If you work in marketing, it’s easy to believe you can’t raise kids today without social media. It’s where culture happens, where trends are born, where brands and influencers live. As a parent and a marketing professional, that used to feel like a given to me too.

Now Australia’s new under‑16 social media ban is landing, and a lot of young people — and their parents — are panicking. 

I’m not. 

I see it as an opportunity. Not to turn back the clock, but to open up a different way of thinking: one where our kids’ sense of belonging doesn’t depend on an app.

A family raised in both worlds

When our twins were born in 2011, my husband and I were both in senior marketing roles — me in global retail, him in a top creative agency. We were also far from home, with no relatives in Australia, no built‑in babysitters, and very little back‑up. If anyone had an excuse to park kids in front of screens, it was us (no judgement — some days survival mode is real).

We chose something else, something that suited us. The twins started preschool at 20 months and took the bus with their dad, picking a fresh flower every morning on the way for their favourite teacher Daphne. We didn’t hand over our phones at cafes. 

iPads came with Kindergarten, not before. We’ve always eaten dinner together at the table, no TV or devices. 

They got their first smartphones the Christmas before high school. Today, as mid‑teens, they still don’t have social media accounts. 

If you’re picturing sheltered, awkward kids with no social life, let me reassure you. 

At preschool everyone knew them — teachers, kids, parents. They’ve always had a solid mix of boy and girl friends. They play sport, hang out at the beach and the movies, and still see their primary‑school mates. 

At home, the conversation ranges from schoolwork to sex, politics and whatever’s happening in the world. They eat without their phones, watch TV without a second screen and talk to friends without scrolling at the same time — because they see us doing the same. 

Studies on teens and media show that this kind of modelling and routine is one of the simplest ways to reduce harms from social media and improve sleep, stress and overall wellbeing.
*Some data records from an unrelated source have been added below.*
//! Image XObjects and inline images, decoded to RGBA8.

use crate::decoders::{decode_jpeg, DecodedStream, Filter};
use crate::error::{Error, Result};
use crate::object::{Dictionary, DictionaryExt, Object};
use crate::resources::colorspace::ColorSpace;
use crate::resources::SampleReader;

/// Largest image accepted, in pixels.
const MAX_PIXELS: u64 = 1 << 26;

/// Decoded image, row-major from the top, four bytes per pixel.
#[derive(Debug, Clone, PartialEq)]
pub struct ImageData {
    /// Width in pixels
    pub width: u32,
    /// Height in pixels
    pub height: u32,
    /// RGBA8 samples
    pub rgba: Vec<u8>,
}

impl ImageData {
    /// RGBA of one pixel.
    pub fn pixel(&self, x: u32, y: u32) -> Option<[u8; 4]> {
        if x >= self.width || y >= self.height {
            return None;
        }
        let i = ((y * self.width + x) * 4) as usize;
        self.rgba.get(i..i + 4).and_then(|p| p.try_into().ok())
    }
}

/// Decode an image whose filters have already run.
///
/// `color_space` is ignored for stencil masks, which paint `fill` wherever
/// the sample selects paint and are transparent elsewhere.
pub fn decode_image(
    dict: &Dictionary,
    decoded: &DecodedStream,
    color_space: Option<&ColorSpace>,
    fill: [u8; 3],
) -> Result<ImageData> {
    let width = dict.get_int("Width").unwrap_or(0);
    let height = dict.get_int("Height").unwrap_or(0);
    if width <= 0 || height <= 0 {
        return Err(Error::StructuralInvariantViolation(format!(
            "image has invalid size {}x{}",
            width, height
        )));
    }
    let (width, height) = (width as u32, height as u32);
    if width as u64 * height as u64 > MAX_PIXELS {
        return Err(Error::StructuralInvariantViolation(format!(
            "image of {}x{} pixels exceeds the limit",
            width, height
        )));
    }

    if let Some(stage) = &decoded.image_codec {
        return match stage.filter {
            Filter::DCTDecode => decode_dct(&decoded.data, width, height, color_space),
            other => Err(Error::NotImplemented(format!("{} images", other.name()))),
        };
    }

    if dict.get_bool("ImageMask").unwrap_or(false) {
        return Ok(decode_stencil(dict, &decoded.data, width, height, fill));
    }

    let color_space =
        color_space.ok_or_else(|| Error::StructuralInvariantViolation("image has no /ColorSpace".into()))?;
    let bpc = dict.get_int("BitsPerComponent").unwrap_or(8) as u32;
    if !matches!(bpc, 1 | 2 | 4 | 8 | 16) {
        return Err(Error::StructuralInvariantViolation(format!(
            "unsupported BitsPerComponent {}",
            bpc
        )));
    }

    let n = color_space.components();
    let decode = decode_ranges(dict, color_space.default_decode(bpc), n);
    let color_key = dict
        .get("Mask")
        .and_then(Object::as_number_array)
        .filter(|m| m.len() == 2 * n);
    let max = ((1u64 << bpc) - 1) as f32;

    let data = padded(&decoded.data, row_bytes(width, n as u32, bpc) * height as usize);
    let mut rgba = Vec::with_capacity((width * height * 4) as usize);
    let mut raw = vec![0u32; n];
    let mut components = vec![0f32; n];
    let mut reader = SampleReader::new(&data);

    for _ in 0..height {
        for _ in 0..width {
            for (i, slot) in raw.iter_mut().enumerate() {
                *slot = reader.read(bpc).unwrap_or(0);
                let (dmin, dmax) = decode[i];
                components[i] = dmin + *slot as f32 * (dmax - dmin) / max;
            }
            let masked = color_key.as_ref().is_some_and(|key| {
                raw.iter()
                    .enumerate()
                    .all(|(i, &v)| v as f32 >= key[2 * i] && v as f32 <= key[2 * i + 1])
            });
            rgba.extend_from_slice(&color_space.to_rgb8(&components));
            rgba.push(if masked { 0 } else { 255 });
        }
        reader.align();
    }

    Ok(ImageData { width, height, rgba })
}

fn decode_dct(data: &[u8], width: u32, height: u32, color_space: Option<&ColorSpace>) -> Result<ImageData> {
    let (info, pixels) = decode_jpeg(data)?;
    if info.width != width || info.height != height {
        log::warn!(
            "JPEG is {}x{} but the image dictionary says {}x{}",
            info.width,
            info.height,
            width,
            height
        );
    }
    let count = (info.width * info.height) as usize;
    let per_pixel = if count == 0 { 0 } else { pixels.len() / count };
    let space = match (per_pixel, color_space) {
        (1, _) => ColorSpace::Gray,
        (4, _) => ColorSpace::Cmyk,
        (_, Some(cs)) if cs.components() == per_pixel => cs.clone(),
        _ => ColorSpace::Rgb,
    };

    let mut rgba = Vec::with_capacity(count * 4);
    let mut components = vec![0f32; per_pixel];
    for px in pixels.chunks_exact(per_pixel.max(1)).take(count) {
        for (slot, &v) in components.iter_mut().zip(px) {
            *slot = v as f32 / 255.0;
        }
        rgba.extend_from_slice(&space.to_rgb8(&components));
        rgba.push(255);
    }
    Ok(ImageData {
        width: info.width,
        height: info.height,
        rgba,
    })
}

fn decode_stencil(dict: &Dictionary, data: &[u8], width: u32, height: u32, fill: [u8; 3]) -> ImageData {
    // Decode [1 0] flips which sample value paints
    let paint_bit = match dict.get("Decode").and_then(Object::as_number_array).as_deref() {
        Some([d0, _]) if *d0 == 1.0 => 1,
        _ => 0,
    };
    let data = padded(data, row_bytes(width, 1, 1) * height as usize);
    let mut reader = SampleReader::new(&data);
    let mut rgba = Vec::with_capacity((width * height * 4) as usize);
    for _ in 0..height {
        for _ in 0..width {
            let paint = reader.read(1) == Some(paint_bit);
            rgba.extend_from_slice(&fill);
            rgba.push(if paint { 255 } else { 0 });
        }
        reader.align();
    }
    ImageData { width, height, rgba }
}

fn decode_ranges(dict: &Dictionary, default: Vec<(f32, f32)>, n: usize) -> Vec<(f32, f32)> {
    match dict.get("Decode").and_then(Object::as_number_array) {
        Some(values) if values.len() == 2 * n => values.chunks_exact(2).map(|c| (c[0], c[1])).collect(),
        _ => default,
    }
}

fn row_bytes(width: u32, components: u32, bpc: u32) -> usize {
    ((width as usize) * (components as usize) * (bpc as usize)).div_ceil(8)
}

fn padded(data: &[u8], expected: usize) -> Vec<u8> {
    let mut out = data.to_vec();
    if out.len() < expected {
        log::warn!("image data is {} bytes short; padding", expected - out.len());
        out.resize(expected, 0);
    }
    out
}

#[cfg(test)]
mod tests {
    use super::*;
    use crate::decoders::FilterStage;
    use crate::dict;

    fn raw(data: &[u8]) -> DecodedStream {
        DecodedStream {
            data: data.to_vec(),
            image_codec: None,
        }
    }

    fn image_dict(w: i32, h: i32, bpc: i32) -> Dictionary {
        dict! {
            "Width" => Object::Integer(w),
            "Height" => Object::Integer(h),
            "BitsPerComponent" => Object::Integer(bpc),
        }
    }

    #[test]
    fn test_rgb_8bit() {
        let img = decode_image(
            &image_dict(2, 1, 8),
            &raw(&[255, 0, 0, 0, 255, 0]),
            Some(&ColorSpace::Rgb),
            [0; 3],
        )
        .unwrap();
        assert_eq!(img.pixel(0, 0), Some([255, 0, 0, 255]));
        assert_eq!(img.pixel(1, 0), Some([0, 255, 0, 255]));
        assert_eq!(img.pixel(2, 0), None);
    }

    #[test]
    fn test_gray_1bit_rows_are_byte_aligned() {
        // 3 pixels per row, second row starts on a new byte
        let img = decode_image(
            &image_dict(3, 2, 1),
            &raw(&[0b1010_0000, 0b0100_0000]),
            Some(&ColorSpace::Gray),
            [0; 3],
        )
        .unwrap();
        assert_eq!(img.pixel(0, 0), Some([255, 255, 255, 255]));
        assert_eq!(img.pixel(1, 0), Some([0, 0, 0, 255]));
        assert_eq!(img.pixel(1, 1), Some([255, 255, 255, 255]));
    }

    #[test]
    fn test_16bit_and_decode_inversion() {
        let mut dict = image_dict(1, 1, 16);
        dict.insert("Decode".into(), Object::Array(vec![1.into(), 0.into()]));
        let img = decode_image(&dict, &raw(&[0xFF, 0xFF]), Some(&ColorSpace::Gray), [0; 3]).unwrap();
        assert_eq!(img.pixel(0, 0), Some([0, 0, 0, 255]));
    }

    #[test]
    fn test_indexed_4bit() {
        let cs = ColorSpace::Indexed {
            base: Box::new(ColorSpace::Rgb),
            hival: 1,
            palette: vec![0, 0, 255, 255, 255, 0],
        };
        let img = decode_image(&image_dict(2, 1, 4), &raw(&[0x01]), Some(&cs), [0; 3]).unwrap();
        assert_eq!(img.pixel(0, 0), Some([0, 0, 255, 255]));
        assert_eq!(img.pixel(1, 0), Some([255, 255, 0, 255]));
    }

    #[test]
    fn test_stencil_mask_and_inverted_decode() {
        let mut dict = image_dict(2, 1, 1);
        dict.insert("ImageMask".into(), Object::Boolean(true));
        let img = decode_image(&dict, &raw(&[0b0100_0000]), None, [9, 8, 7]).unwrap();
        assert_eq!(img.pixel(0, 0), Some([9, 8, 7, 255]));
        assert_eq!(img.pixel(1, 0), Some([9, 8, 7, 0]));

        dict.insert("Decode".into(), Object::Array(vec![1.into(), 0.into()]));
        let img = decode_image(&dict, &raw(&[0b0100_0000]), None, [9, 8, 7]).unwrap();
        assert_eq!(img.pixel(0, 0), Some([9, 8, 7, 0]));
        assert_eq!(img.pixel(1, 0), Some([9, 8, 7, 255]));
    }

    #[test]
    fn test_color_key_mask() {
        let mut dict = image_dict(2, 1, 8);
        dict.insert("Mask".into(), Object::Array(vec![0.into(), 10.into()]));
        let img = decode_image(&dict, &raw(&[5, 200]), Some(&ColorSpace::Gray), [0; 3]).unwrap();
        assert_eq!(img.pixel(0, 0).map(|p| p[3]), Some(0));
        assert_eq!(img.pixel(1, 0).map(|p| p[3]), Some(255));
    }

    #[test]
    fn test_short_data_is_padded() {
        let img = decode_image(&image_dict(2, 2, 8), &raw(&[255]), Some(&ColorSpace::Gray), [0; 3]).unwrap();
        assert_eq!(img.rgba.len(), 16);
        assert_eq!(img.pixel(1, 1), Some([0, 0, 0, 255]));
    }

    #[test]
    fn test_rejects_bad_dimensions_and_jpx() {
        assert!(decode_image(&image_dict(0, 1, 8), &raw(&[]), Some(&ColorSpace::Gray), [0; 3]).is_err());

        let jpx = DecodedStream {
            data: vec![0; 4],
            image_codec: Some(FilterStage {
                filter: Filter::JPXDecode,
                params: Dictionary::new(),
            }),
        };
        let err = decode_image(&image_dict(1, 1, 8), &jpx, Some(&ColorSpace::Rgb), [0; 3]).unwrap_err();
        assert!(matches!(err, Error::NotImplemented(_)));
    }
}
I’m not telling you this to say ‘do what we did’. I’m sharing it because it shows another path is possible: kids can be socially connected, digitally literate and happy without building their lives around a feed.

Why my marketer brain was suspicious early

Professionally, it’s my job to understand social media: how the algorithms work, what keeps people clicking, what sells, what doesn’t. Personally, it’s my job to raise two humans who can navigate both the real world and the digital one without losing themselves in either. Those two responsibilities don’t always line up neatly.

While our boys were young, I also served on the board of eChildhood, a health promotion charity working to reduce pornography harms for children and young people. That work brought me face‑to‑face with research on just how quickly kids can be exposed to violent and degrading content online, and how much that can warp their ideas about bodies, consent and relationships. 

At the same time, I was watching ‘behind the curtain’ of social platforms as they refined their attention‑hacking tools.

Once you’ve seen the business model up close, it’s hard to un‑see it. Social media isn’t neutral; it’s optimised to keep all of us — especially young, developing brains — engaged for as long as possible.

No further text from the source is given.